Niech Twoja aktywność będzie prosta
Po co utrudniać sobie ćwiczenia? Znajdź czynności, które lubisz robić i które pasują do Twojego harmonogramu. Oto kilka wskazówek:
-
Wysiądź z autobusu 1 lub 2 przystanki wcześniej i przejdź resztę drogi.
-
Na drobne zakupy pojedź na rowerze.
-
Po każdym posiłku udaj się na 10-minutowy spacer.
-
Zaparkuj samochód na miejscu znajdującym się najdalej od miejsca, do którego idziesz.
-
Spraw sobie krokomierz, który mierzy liczbę wykonanych kroków. Wyznacz sobie liczbę kroków do wykonania każdego dnia. Co tydzień zwiększaj odrobinę swój cel.

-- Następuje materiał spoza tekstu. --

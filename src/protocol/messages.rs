//! Control messages exchanged over the coordinator channel

use crate::error::ProtocolError;
use crate::protocol::outcome::Outcome;
use serde::{Deserialize, Serialize};
use std::fmt;

/// Stable identity of a worker process
///
/// Workers derive it from their host name and process id, e.g.
/// `client01:0x1f`. The transport attaches it to every inbound frame.
#[derive(Debug, Clone, PartialEq, Eq, Hash, PartialOrd, Ord, Serialize, Deserialize)]
#[serde(transparent)]
pub struct WorkerId(String);

impl WorkerId {
    /// Build the identity a worker process uses for itself
    pub fn for_process(host: &str, proc_id: u32) -> Self {
        Self(format!("{}:0x{:x}", host, proc_id))
    }

    pub fn as_str(&self) -> &str {
        &self.0
    }
}

impl From<&str> for WorkerId {
    fn from(s: &str) -> Self {
        Self(s.to_string())
    }
}

impl From<String> for WorkerId {
    fn from(s: String) -> Self {
        Self(s)
    }
}

impl fmt::Display for WorkerId {
    fn fmt(&self, f: &mut fmt::Formatter<'_>) -> fmt::Result {
        f.write_str(&self.0)
    }
}

/// Opaque unique job identifier (UUID v4, simple hex form)
#[derive(Debug, Clone, PartialEq, Eq, Hash, Serialize, Deserialize)]
#[serde(transparent)]
pub struct JobId(String);

impl JobId {
    /// Mint a fresh job id
    pub fn new() -> Self {
        Self(uuid::Uuid::new_v4().simple().to_string())
    }

    pub fn as_str(&self) -> &str {
        &self.0
    }
}

impl Default for JobId {
    fn default() -> Self {
        Self::new()
    }
}

impl From<&str> for JobId {
    fn from(s: &str) -> Self {
        Self(s.to_string())
    }
}

impl fmt::Display for JobId {
    fn fmt(&self, f: &mut fmt::Formatter<'_>) -> fmt::Result {
        f.write_str(&self.0)
    }
}

/// File operation a worker can be asked to perform
#[derive(Debug, Clone, Copy, PartialEq, Eq, Hash, Serialize, Deserialize)]
#[serde(rename_all = "snake_case")]
pub enum Action {
    Mkdir,
    Touch,
    List,
    Stat,
    Read,
    Write,
    Delete,
    Rename,
    RenameExist,
    Truncate,
}

impl Action {
    /// Every action, in wire order
    pub const ALL: [Action; 10] = [
        Action::Mkdir,
        Action::Touch,
        Action::List,
        Action::Stat,
        Action::Read,
        Action::Write,
        Action::Delete,
        Action::Rename,
        Action::RenameExist,
        Action::Truncate,
    ];

    /// Wire name of the action
    pub fn as_str(&self) -> &'static str {
        match self {
            Action::Mkdir => "mkdir",
            Action::Touch => "touch",
            Action::List => "list",
            Action::Stat => "stat",
            Action::Read => "read",
            Action::Write => "write",
            Action::Delete => "delete",
            Action::Rename => "rename",
            Action::RenameExist => "rename_exist",
            Action::Truncate => "truncate",
        }
    }

    /// Whether this action creates a namespace entry
    pub fn is_create(&self) -> bool {
        matches!(self, Action::Mkdir | Action::Touch)
    }

    /// Dense index, used for per-action counters
    pub fn index(&self) -> usize {
        *self as usize
    }
}

impl fmt::Display for Action {
    fn fmt(&self, f: &mut fmt::Formatter<'_>) -> fmt::Result {
        f.write_str(self.as_str())
    }
}

/// Action-specific parameters sent alongside a job
#[derive(Debug, Clone, Default, PartialEq, Eq, Serialize, Deserialize)]
pub struct WorkParams {
    /// Session token of the target file at dispatch time
    #[serde(default, skip_serializing_if = "Option::is_none")]
    pub uuid: Option<String>,

    /// Byte offset for read/write
    #[serde(default, skip_serializing_if = "Option::is_none")]
    pub offset: Option<u64>,

    /// Chunk length for read
    #[serde(default, skip_serializing_if = "Option::is_none")]
    pub chunk_size: Option<u64>,

    /// Data pattern id for write
    #[serde(default, skip_serializing_if = "Option::is_none")]
    pub data_pattern: Option<u32>,

    /// Pattern repeat count for write
    #[serde(default, skip_serializing_if = "Option::is_none")]
    pub repeats: Option<u64>,

    /// New basename (rename) or destination path (rename_exist)
    #[serde(default, skip_serializing_if = "Option::is_none")]
    pub rename_dest: Option<String>,

    /// New length for truncate
    #[serde(default, skip_serializing_if = "Option::is_none")]
    pub size: Option<u64>,
}

/// Work payload: what a worker should do and where
#[derive(Debug, Clone, PartialEq, Eq, Serialize, Deserialize)]
pub struct Work {
    pub action: Action,
    pub target: String,
    #[serde(flatten)]
    pub params: WorkParams,
}

impl Work {
    pub fn new(action: Action, target: impl Into<String>) -> Self {
        Self {
            action,
            target: target.into(),
            params: WorkParams::default(),
        }
    }

    pub fn with_params(mut self, params: WorkParams) -> Self {
        self.params = params;
        self
    }
}

/// Coordinator -> worker frame, encoded as `[job_id, work]`
#[derive(Debug, Clone, PartialEq, Eq, Serialize, Deserialize)]
pub struct Assignment(pub JobId, pub Work);

/// First frame on a stream connection, binding it to an identity
#[derive(Debug, Clone, PartialEq, Eq, Serialize, Deserialize)]
pub struct Hello {
    pub identity: WorkerId,
}

/// Result carried by `job_done`
///
/// Structured outcomes are verified; anything else is counted and logged.
#[derive(Debug, Clone, PartialEq, Serialize, Deserialize)]
#[serde(untagged)]
pub enum JobResult {
    Outcome(Box<Outcome>),
    Text(String),
    Raw(serde_json::Value),
}

impl JobResult {
    /// Why a result shaped like an outcome failed to decode as one
    ///
    /// Objects carrying both `result` and `action` are meant to be verified,
    /// so a decode failure there is a worker bug rather than free-form data.
    pub fn outcome_error(&self) -> Option<String> {
        let JobResult::Raw(value) = self else {
            return None;
        };
        let object = value.as_object()?;
        if !object.contains_key("result") || !object.contains_key("action") {
            return None;
        }
        serde_json::from_value::<Outcome>(value.clone())
            .err()
            .map(|e| e.to_string())
    }
}

/// Worker -> coordinator control message
#[derive(Debug, Clone, PartialEq, Serialize, Deserialize)]
#[serde(tag = "message", rename_all = "snake_case")]
pub enum WorkerMessage {
    Connect,
    Disconnect,
    JobDone { job_id: JobId, result: JobResult },
}

impl WorkerMessage {
    /// Decode an inbound frame from `worker`
    ///
    /// An unrecognised `message` kind is reported separately from a frame that
    /// is not JSON at all; both are fatal to the caller.
    pub fn decode(worker: &WorkerId, payload: &[u8]) -> Result<Self, ProtocolError> {
        let value: serde_json::Value =
            serde_json::from_slice(payload).map_err(|e| ProtocolError::MalformedFrame {
                worker: worker.clone(),
                reason: e.to_string(),
            })?;

        let kind = value
            .get("message")
            .and_then(|k| k.as_str())
            .ok_or_else(|| ProtocolError::MalformedFrame {
                worker: worker.clone(),
                reason: "missing 'message' field".into(),
            })?;

        match kind {
            "connect" | "disconnect" | "job_done" => {
                serde_json::from_value(value).map_err(|e| ProtocolError::MalformedFrame {
                    worker: worker.clone(),
                    reason: e.to_string(),
                })
            }
            other => Err(ProtocolError::UnknownMessage {
                worker: worker.clone(),
                kind: other.to_string(),
            }),
        }
    }

    /// Message kind as it appears on the wire
    pub fn kind(&self) -> &'static str {
        match self {
            WorkerMessage::Connect => "connect",
            WorkerMessage::Disconnect => "disconnect",
            WorkerMessage::JobDone { .. } => "job_done",
        }
    }
}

Dbaj o bezpieczeństwo swojej aktywności
Wskazówki dotyczące bezpieczeństwa mogą obejmować:
-
Rozgrzej się przed rozpoczęciem i wycisz organizm po ćwiczeniach.
-
Miej przy sobie lub noś identyfikator informujący o tym, że chorujesz na cukrzycę. Może to być identyfikator medyczny w postaci wisiorka lub opaski.
-
Noś przy sobie telefon komórkowy. Jest przydatny, kiedy musisz wezwać pomoc.
-
Pij wodę przed, w trakcie i po ćwiczeniach.
-
Jedz 1 do 2 godzin przed ćwiczeniami, jeśli otrzymasz takie zalecenia.
-
Sprawdź poziom cukru we krwi przed i po ćwiczeniach, jeśli otrzymasz takie zalecenia. Sprawdź poziom cukru we krwi, jeśli występują u Ciebie objawy. Możesz zobaczyć, jak bardzo ćwiczenia obniżają poziom cukru we krwi, nawet bez leków.
-
Noś przy sobie szybko działający cukier na wypadek niskiego poziomu cukru we krwi.
-
Noś skarpetki i dobrze dopasowane obuwie. Spróbuj znaleźć skarpetki, które odprowadzają wilgoć ze stóp. Po ćwiczeniach sprawdź, czy na stopach nie ma pęcherzy lub otarć.
-
Pomyśl o pogodzie w Twojej okolicy. Czasem konieczny może być wybór aktywności wewnątrz, a nie na świeżym powietrzu.
-
Przerwij ćwiczenia, jeśli czujesz ból, brak Ci tchu lub kręci Ci się w głowie.
Niech aktywność będzie dobrą zabawą
Połącz ćwiczenia z zabawą. Im lepiej się bawisz, tym bardziej prawdopodobne, że będziesz trzymać się swojego planu. Dzięki temu można mieć lepszy poziom cukru we krwi oraz aktywny i wesoły dzień. Wypróbuj poniższe wskazówki:
-
Wybierz aktywność, którą lubisz i możesz z łatwością wykonywać.
-
Dołącz do klubu towarzyskiego, który chodzi na spacery lub uprawia inne formy aktywności fizycznej.
-
Obserwuj ptaki lub zrób coś innego, co pozwoli Ci spędzić czas na świeżym powietrzu.
-
Włącz muzykę i tańcz.
-
Niech rodzina i przyjaciele dołączą do Twojej aktywności fizycznej.